» Instructions for the task
Note every line in the entries that contains the string "command", and copy it.

» Collected data entries
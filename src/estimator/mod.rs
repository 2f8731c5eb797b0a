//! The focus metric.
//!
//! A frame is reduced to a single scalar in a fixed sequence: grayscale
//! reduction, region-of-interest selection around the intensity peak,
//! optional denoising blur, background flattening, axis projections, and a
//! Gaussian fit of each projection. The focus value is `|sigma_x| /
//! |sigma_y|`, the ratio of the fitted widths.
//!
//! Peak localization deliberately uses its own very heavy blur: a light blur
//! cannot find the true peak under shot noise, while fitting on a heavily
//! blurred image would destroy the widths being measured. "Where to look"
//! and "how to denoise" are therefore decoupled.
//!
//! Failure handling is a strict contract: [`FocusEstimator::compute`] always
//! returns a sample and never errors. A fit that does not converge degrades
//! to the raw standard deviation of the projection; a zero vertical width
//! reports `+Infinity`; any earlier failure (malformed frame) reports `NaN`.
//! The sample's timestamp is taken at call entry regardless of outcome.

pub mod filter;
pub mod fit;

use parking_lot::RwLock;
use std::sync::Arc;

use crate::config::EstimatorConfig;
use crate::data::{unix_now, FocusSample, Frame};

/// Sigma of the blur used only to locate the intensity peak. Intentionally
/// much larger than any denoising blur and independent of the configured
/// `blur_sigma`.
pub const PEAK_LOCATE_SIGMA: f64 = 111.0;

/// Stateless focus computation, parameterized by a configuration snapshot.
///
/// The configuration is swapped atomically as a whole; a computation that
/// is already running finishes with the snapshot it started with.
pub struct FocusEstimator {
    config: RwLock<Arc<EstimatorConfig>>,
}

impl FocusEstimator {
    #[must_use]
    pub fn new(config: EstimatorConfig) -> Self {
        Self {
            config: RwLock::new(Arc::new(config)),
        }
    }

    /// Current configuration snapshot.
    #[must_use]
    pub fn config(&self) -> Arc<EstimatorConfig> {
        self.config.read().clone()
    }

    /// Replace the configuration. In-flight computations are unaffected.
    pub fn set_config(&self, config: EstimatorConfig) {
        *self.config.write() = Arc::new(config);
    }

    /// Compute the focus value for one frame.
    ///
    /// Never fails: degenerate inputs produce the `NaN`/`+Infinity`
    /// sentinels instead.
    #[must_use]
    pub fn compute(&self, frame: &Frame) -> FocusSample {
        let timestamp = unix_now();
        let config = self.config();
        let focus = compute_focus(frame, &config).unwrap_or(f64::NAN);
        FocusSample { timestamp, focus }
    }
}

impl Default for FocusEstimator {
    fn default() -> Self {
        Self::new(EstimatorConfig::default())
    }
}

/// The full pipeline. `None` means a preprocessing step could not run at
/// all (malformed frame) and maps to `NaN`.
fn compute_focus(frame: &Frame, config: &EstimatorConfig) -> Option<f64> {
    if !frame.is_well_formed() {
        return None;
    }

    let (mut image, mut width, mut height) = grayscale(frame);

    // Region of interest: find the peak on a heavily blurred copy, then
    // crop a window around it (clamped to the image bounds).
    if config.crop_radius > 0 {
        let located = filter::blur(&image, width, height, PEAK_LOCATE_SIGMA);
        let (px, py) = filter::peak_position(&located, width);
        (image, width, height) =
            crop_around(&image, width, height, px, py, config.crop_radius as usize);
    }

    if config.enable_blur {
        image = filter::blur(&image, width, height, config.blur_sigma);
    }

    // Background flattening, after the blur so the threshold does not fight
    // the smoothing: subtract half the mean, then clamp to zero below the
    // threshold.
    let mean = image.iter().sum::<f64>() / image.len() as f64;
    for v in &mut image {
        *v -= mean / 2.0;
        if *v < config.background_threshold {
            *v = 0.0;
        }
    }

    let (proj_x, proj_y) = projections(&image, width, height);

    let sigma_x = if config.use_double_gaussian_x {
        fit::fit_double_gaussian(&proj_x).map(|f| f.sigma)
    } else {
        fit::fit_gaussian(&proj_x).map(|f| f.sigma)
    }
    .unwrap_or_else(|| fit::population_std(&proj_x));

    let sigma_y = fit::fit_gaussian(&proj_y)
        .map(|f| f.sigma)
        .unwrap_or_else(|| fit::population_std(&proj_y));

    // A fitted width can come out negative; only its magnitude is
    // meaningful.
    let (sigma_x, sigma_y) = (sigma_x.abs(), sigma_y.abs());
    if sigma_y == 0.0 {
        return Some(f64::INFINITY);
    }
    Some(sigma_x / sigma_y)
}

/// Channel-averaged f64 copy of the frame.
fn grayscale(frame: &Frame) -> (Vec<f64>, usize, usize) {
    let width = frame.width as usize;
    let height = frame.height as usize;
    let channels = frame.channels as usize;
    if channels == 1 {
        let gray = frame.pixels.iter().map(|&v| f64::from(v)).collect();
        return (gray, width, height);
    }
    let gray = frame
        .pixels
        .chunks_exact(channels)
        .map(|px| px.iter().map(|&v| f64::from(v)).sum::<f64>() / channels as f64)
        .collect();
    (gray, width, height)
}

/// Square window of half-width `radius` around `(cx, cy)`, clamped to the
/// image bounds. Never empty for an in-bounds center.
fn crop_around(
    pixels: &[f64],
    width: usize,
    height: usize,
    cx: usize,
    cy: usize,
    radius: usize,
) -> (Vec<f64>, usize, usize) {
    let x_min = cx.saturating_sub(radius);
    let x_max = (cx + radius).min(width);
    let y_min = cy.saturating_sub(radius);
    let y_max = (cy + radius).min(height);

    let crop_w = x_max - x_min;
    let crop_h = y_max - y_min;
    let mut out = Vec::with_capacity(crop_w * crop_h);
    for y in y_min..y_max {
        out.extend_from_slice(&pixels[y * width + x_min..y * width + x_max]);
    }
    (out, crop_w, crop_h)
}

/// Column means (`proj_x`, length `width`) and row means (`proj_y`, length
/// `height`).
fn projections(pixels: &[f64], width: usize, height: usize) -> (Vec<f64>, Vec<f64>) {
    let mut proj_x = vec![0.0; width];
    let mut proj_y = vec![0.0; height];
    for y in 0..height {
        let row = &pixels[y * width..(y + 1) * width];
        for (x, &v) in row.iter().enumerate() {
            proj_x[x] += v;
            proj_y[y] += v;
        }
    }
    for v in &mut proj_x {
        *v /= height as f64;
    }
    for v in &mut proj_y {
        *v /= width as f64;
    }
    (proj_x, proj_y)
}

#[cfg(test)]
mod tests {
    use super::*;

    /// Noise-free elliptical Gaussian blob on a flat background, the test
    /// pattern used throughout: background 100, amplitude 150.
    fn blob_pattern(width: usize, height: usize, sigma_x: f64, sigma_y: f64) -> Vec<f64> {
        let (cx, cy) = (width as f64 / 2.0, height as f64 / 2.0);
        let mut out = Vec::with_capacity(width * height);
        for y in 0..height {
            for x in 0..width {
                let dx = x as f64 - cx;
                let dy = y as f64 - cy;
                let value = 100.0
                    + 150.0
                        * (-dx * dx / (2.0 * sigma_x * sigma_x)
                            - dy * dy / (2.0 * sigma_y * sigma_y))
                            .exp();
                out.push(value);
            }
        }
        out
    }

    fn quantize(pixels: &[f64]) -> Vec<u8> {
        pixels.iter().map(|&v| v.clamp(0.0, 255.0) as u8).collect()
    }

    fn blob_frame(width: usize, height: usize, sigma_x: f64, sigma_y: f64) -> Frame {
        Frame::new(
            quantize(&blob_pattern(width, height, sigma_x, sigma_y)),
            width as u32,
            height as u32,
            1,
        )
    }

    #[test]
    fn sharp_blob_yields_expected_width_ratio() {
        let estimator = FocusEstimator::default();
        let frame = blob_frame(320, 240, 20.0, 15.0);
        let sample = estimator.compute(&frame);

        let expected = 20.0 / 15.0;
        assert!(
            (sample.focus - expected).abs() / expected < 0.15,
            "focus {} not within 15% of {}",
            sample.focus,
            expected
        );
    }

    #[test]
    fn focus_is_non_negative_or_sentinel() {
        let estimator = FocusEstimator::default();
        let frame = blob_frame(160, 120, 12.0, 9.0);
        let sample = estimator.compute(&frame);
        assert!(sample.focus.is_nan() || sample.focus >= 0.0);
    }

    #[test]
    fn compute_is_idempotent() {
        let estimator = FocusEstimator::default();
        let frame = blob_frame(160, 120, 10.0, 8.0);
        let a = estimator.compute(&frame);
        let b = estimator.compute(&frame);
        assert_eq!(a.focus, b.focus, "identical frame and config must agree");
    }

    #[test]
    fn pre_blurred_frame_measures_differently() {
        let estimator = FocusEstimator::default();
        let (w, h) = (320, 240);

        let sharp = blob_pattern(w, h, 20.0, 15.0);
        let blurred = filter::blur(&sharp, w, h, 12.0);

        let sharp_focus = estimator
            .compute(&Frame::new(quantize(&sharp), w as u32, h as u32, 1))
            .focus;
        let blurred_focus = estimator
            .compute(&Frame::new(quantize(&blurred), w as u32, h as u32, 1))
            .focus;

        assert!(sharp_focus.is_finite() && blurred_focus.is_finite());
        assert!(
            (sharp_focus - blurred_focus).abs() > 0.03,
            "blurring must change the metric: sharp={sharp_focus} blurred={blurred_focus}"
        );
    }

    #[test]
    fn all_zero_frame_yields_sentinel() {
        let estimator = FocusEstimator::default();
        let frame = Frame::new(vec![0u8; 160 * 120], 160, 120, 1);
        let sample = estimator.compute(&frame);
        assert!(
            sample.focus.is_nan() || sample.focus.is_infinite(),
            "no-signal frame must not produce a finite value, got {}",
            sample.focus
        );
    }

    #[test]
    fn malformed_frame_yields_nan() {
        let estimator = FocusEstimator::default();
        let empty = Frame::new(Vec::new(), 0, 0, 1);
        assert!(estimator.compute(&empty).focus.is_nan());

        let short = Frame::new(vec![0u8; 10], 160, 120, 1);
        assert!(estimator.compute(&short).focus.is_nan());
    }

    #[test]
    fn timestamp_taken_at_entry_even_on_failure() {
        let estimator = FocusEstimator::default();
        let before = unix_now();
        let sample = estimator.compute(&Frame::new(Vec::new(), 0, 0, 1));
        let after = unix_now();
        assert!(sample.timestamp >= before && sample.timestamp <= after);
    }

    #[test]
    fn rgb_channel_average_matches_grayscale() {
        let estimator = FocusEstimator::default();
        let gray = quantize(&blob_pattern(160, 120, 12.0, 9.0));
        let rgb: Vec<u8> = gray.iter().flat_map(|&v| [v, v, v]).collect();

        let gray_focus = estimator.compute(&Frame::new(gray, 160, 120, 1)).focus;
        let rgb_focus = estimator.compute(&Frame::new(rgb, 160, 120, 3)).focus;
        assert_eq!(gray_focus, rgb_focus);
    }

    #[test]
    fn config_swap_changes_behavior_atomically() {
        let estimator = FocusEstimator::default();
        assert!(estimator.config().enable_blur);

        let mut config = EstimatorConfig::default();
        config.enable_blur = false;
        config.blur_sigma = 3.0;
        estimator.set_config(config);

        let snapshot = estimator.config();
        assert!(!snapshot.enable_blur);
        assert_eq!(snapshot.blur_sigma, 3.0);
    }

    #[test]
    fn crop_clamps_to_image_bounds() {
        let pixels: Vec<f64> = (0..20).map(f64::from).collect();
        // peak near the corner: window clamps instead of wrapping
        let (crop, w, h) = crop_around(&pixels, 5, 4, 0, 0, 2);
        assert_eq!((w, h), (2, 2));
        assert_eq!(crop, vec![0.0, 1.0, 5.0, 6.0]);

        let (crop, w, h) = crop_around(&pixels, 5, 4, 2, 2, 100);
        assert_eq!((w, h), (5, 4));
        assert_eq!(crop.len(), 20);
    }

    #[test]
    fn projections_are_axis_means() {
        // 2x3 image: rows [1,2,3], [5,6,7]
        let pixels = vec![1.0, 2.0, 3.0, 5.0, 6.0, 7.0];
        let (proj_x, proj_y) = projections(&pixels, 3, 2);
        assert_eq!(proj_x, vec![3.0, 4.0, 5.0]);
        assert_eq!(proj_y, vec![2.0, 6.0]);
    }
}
* * *
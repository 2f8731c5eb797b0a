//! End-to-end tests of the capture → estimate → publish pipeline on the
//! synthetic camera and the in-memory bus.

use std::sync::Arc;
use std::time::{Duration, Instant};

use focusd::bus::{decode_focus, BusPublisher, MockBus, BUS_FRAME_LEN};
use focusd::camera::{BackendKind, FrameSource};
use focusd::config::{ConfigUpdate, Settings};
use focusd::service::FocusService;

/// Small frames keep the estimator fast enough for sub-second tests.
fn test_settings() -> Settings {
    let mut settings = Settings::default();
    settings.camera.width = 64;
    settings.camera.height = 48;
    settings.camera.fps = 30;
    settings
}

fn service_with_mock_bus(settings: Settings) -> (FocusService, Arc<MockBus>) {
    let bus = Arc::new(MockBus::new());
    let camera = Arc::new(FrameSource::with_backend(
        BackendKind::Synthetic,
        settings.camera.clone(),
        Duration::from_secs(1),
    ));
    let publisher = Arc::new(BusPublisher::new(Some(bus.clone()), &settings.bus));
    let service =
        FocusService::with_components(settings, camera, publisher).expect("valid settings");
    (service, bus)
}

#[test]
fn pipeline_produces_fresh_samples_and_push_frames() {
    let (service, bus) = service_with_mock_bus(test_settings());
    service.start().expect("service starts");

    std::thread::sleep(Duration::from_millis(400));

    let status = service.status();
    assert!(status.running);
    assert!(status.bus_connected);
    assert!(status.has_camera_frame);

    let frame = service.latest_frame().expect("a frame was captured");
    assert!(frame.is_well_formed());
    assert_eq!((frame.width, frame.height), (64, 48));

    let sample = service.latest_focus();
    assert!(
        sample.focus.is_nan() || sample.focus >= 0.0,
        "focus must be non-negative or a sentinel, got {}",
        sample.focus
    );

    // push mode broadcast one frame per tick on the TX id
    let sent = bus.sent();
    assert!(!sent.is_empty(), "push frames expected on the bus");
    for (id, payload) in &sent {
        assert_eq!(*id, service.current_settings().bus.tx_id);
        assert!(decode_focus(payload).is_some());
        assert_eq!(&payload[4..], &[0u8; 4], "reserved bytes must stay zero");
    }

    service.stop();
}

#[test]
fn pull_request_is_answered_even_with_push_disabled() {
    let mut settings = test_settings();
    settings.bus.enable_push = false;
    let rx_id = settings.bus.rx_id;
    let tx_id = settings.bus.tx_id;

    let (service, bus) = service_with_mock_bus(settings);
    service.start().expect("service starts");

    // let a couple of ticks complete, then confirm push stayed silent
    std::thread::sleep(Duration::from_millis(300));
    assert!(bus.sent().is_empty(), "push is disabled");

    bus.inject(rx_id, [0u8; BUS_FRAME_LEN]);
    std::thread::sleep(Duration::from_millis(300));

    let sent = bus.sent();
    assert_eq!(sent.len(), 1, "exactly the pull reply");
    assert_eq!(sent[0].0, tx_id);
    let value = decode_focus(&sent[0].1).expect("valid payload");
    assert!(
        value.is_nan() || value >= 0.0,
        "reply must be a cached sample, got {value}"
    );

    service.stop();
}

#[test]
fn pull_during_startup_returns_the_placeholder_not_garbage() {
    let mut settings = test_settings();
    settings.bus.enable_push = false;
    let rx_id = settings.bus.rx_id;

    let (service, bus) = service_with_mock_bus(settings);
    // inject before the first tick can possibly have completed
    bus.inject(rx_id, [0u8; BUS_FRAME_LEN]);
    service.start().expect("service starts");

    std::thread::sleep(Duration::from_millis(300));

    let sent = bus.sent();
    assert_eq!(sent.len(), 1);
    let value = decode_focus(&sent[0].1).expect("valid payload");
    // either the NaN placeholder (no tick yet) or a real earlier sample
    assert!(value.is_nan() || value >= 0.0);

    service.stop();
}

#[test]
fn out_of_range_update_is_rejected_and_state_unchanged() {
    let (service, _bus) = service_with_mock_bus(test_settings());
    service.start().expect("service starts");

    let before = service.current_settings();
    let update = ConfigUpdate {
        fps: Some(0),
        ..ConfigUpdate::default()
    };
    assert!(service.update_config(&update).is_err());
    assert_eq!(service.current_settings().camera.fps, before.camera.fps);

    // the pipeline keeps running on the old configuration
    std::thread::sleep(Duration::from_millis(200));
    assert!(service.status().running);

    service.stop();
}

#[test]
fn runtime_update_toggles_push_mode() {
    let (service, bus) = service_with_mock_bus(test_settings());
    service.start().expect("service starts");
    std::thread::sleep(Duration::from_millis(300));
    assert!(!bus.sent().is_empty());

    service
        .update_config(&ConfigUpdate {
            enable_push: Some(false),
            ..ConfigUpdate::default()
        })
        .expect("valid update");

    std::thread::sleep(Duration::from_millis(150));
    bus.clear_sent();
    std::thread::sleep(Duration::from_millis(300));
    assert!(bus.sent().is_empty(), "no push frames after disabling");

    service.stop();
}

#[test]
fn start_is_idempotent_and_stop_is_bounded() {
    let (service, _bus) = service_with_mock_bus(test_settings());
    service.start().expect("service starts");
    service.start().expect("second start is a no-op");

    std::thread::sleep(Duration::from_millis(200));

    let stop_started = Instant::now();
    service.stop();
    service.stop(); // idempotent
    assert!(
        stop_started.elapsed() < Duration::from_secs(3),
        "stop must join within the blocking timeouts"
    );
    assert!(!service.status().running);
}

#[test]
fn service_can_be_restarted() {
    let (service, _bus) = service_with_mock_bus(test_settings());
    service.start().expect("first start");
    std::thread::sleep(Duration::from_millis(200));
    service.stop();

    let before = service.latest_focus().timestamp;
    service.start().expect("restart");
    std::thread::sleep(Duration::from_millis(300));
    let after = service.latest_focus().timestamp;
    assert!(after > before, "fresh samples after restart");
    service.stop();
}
==
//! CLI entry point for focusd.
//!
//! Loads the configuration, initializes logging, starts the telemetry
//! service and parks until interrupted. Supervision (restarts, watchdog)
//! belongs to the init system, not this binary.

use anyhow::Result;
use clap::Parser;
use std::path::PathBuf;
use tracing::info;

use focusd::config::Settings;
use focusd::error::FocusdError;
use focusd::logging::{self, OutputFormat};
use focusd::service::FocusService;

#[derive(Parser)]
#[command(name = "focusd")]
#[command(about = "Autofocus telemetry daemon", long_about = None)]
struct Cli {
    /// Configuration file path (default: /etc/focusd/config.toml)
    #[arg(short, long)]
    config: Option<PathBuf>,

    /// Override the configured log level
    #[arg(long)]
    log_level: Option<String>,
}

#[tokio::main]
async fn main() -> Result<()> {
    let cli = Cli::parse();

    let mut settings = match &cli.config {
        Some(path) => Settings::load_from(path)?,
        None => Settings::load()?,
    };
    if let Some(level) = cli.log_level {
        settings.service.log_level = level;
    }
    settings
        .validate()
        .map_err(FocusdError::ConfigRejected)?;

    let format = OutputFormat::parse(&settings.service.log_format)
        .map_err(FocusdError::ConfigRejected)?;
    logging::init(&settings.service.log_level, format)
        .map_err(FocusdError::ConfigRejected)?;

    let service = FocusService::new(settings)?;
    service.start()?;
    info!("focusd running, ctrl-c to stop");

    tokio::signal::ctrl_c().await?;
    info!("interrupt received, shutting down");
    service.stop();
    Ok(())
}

» Solution for this task
#[command(name = "focusd")]
#[command(about = "Autofocus telemetry daemon", long_about = None)]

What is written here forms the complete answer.